TASK TO CARRY OUT: Print out the full listing, exactly.

Top of RECORDS SHOWN

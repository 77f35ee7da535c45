use crate::backend::{BackendCall, BackendRequest};
use std::collections::HashMap;

/// Ausgangswarteschlange für Backend-Aufrufe.
///
/// Use-Cases legen Aufrufe hier ab, der Host reicht sie an den
/// `BackendWorker` weiter. Antworten kommen als `AppIntent::BackendReplied` zurück.
#[derive(Debug, Default)]
pub struct BackendQueue {
    next_id: u64,
    outbox: Vec<BackendRequest>,
    in_flight: HashMap<u64, BackendCall>,
}

impl BackendQueue {
    /// Erstellt eine leere Warteschlange.
    pub fn new() -> Self {
        Self::default()
    }

    /// Reiht einen Aufruf ein und gibt die Request-ID zurück.
    pub fn enqueue(&mut self, call: BackendCall) -> u64 {
        self.next_id += 1;
        let id = self.next_id;
        log::debug!("Backend-Request #{} eingereiht: {:?}", id, call);
        self.in_flight.insert(id, call.clone());
        self.outbox.push(BackendRequest { id, call });
        id
    }

    /// Entnimmt alle noch nicht versendeten Requests.
    pub fn take_outbox(&mut self) -> Vec<BackendRequest> {
        std::mem::take(&mut self.outbox)
    }

    /// Noch nicht versendete Requests.
    pub fn outbox(&self) -> &[BackendRequest] {
        &self.outbox
    }

    /// Markiert einen Request als beantwortet.
    ///
    /// `false`, wenn die ID unbekannt oder bereits abgeschlossen ist.
    pub fn complete(&mut self, request_id: u64) -> bool {
        self.in_flight.remove(&request_id).is_some()
    }

    /// `true`, wenn ein offener Request die Bedingung erfüllt.
    pub fn has_pending(&self, predicate: impl Fn(&BackendCall) -> bool) -> bool {
        self.in_flight.values().any(predicate)
    }

    /// Anzahl offener Requests (eingereiht oder unterwegs).
    pub fn pending_count(&self) -> usize {
        self.in_flight.len()
    }
}

#[cfg(test)]
mod tests {
    use super::BackendQueue;
    use crate::backend::BackendCall;

    #[test]
    fn test_enqueue_take_complete() {
        let mut queue = BackendQueue::new();
        let a = queue.enqueue(BackendCall::ListZones);
        let b = queue.enqueue(BackendCall::DeleteZone {
            zone_id: "z1".into(),
        });
        assert_ne!(a, b);
        assert_eq!(queue.pending_count(), 2);

        let sent = queue.take_outbox();
        assert_eq!(sent.len(), 2);
        assert!(queue.outbox().is_empty());
        assert_eq!(queue.pending_count(), 2);

        assert!(queue.complete(a));
        assert!(!queue.complete(a));
        assert_eq!(queue.pending_count(), 1);
    }

    #[test]
    fn test_has_pending_tracks_open_calls() {
        let mut queue = BackendQueue::new();
        let id = queue.enqueue(BackendCall::DeleteZone {
            zone_id: "z1".into(),
        });
        let is_delete_z1 =
            |call: &BackendCall| matches!(call, BackendCall::DeleteZone { zone_id } if zone_id == "z1");

        queue.take_outbox();
        assert!(queue.has_pending(is_delete_z1));
        assert!(!queue.has_pending(|call| matches!(call, BackendCall::ListZones)));

        queue.complete(id);
        assert!(!queue.has_pending(is_delete_z1));
    }
}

Bottom of RECORDS SHOWN

FINAL ANSWER:
repository 77f35ee7da535c45
use crate::backend::{BackendCall, BackendRequest};
use std::collections::HashMap;

/// Ausgangswarteschlange für Backend-Aufrufe.
///
/// Use-Cases legen Aufrufe hier ab, der Host reicht sie an den
/// `BackendWorker` weiter. Antworten kommen als `AppIntent::BackendReplied` zurück.
#[derive(Debug, Default)]
pub struct BackendQueue {
    next_id: u64,
    outbox: Vec<BackendRequest>,
    in_flight: HashMap<u64, BackendCall>,
}

impl BackendQueue {
    /// Erstellt eine leere Warteschlange.
    pub fn new() -> Self {
        Self::default()
    }

    /// Reiht einen Aufruf ein und gibt die Request-ID zurück.
    pub fn enqueue(&mut self, call: BackendCall) -> u64 {
        self.next_id += 1;
        let id = self.next_id;
        log::debug!("Backend-Request #{} eingereiht: {:?}", id, call);
        self.in_flight.insert(id, call.clone());
        self.outbox.push(BackendRequest { id, call });
        id
    }

    /// Entnimmt alle noch nicht versendeten Requests.
    pub fn take_outbox(&mut self) -> Vec<BackendRequest> {
        std::mem::take(&mut self.outbox)
    }

    /// Noch nicht versendete Requests.
    pub fn outbox(&self) -> &[BackendRequest] {
        &self.outbox
    }

    /// Markiert einen Request als beantwortet.
    ///
    /// `false`, wenn die ID unbekannt oder bereits abgeschlossen ist.
    pub fn complete(&mut self, request_id: u64) -> bool {
        self.in_flight.remove(&request_id).is_some()
    }

    /// `true`, wenn ein offener Request die Bedingung erfüllt.
    pub fn has_pending(&self, predicate: impl Fn(&BackendCall) -> bool) -> bool {
        self.in_flight.values().any(predicate)
    }

    /// Anzahl offener Requests (eingereiht oder unterwegs).
    pub fn pending_count(&self) -> usize {
        self.in_flight.len()
    }
}

#[cfg(test)]
mod tests {
    use super::BackendQueue;
    use crate::backend::BackendCall;

    #[test]
    fn test_enqueue_take_complete() {
        let mut queue = BackendQueue::new();
        let a = queue.enqueue(BackendCall::ListZones);
        let b = queue.enqueue(BackendCall::DeleteZone {
            zone_id: "z1".into(),
        });
        assert_ne!(a, b);
        assert_eq!(queue.pending_count(), 2);

        let sent = queue.take_outbox();
        assert_eq!(sent.len(), 2);
        assert!(queue.outbox().is_empty());
        assert_eq!(queue.pending_count(), 2);

        assert!(queue.complete(a));
        assert!(!queue.complete(a));
        assert_eq!(queue.pending_count(), 1);
    }

    #[test]
    fn test_has_pending_tracks_open_calls() {
        let mut queue = BackendQueue::new();
        let id = queue.enqueue(BackendCall::DeleteZone {
            zone_id: "z1".into(),
        });
        let is_delete_z1 =
            |call: &BackendCall| matches!(call, BackendCall::DeleteZone { zone_id } if zone_id == "z1");

        queue.take_outbox();
        assert!(queue.has_pending(is_delete_z1));
        assert!(!queue.has_pending(|call| matches!(call, BackendCall::ListZones)));

        queue.complete(id);
        assert!(!queue.has_pending(is_delete_z1));
    }
}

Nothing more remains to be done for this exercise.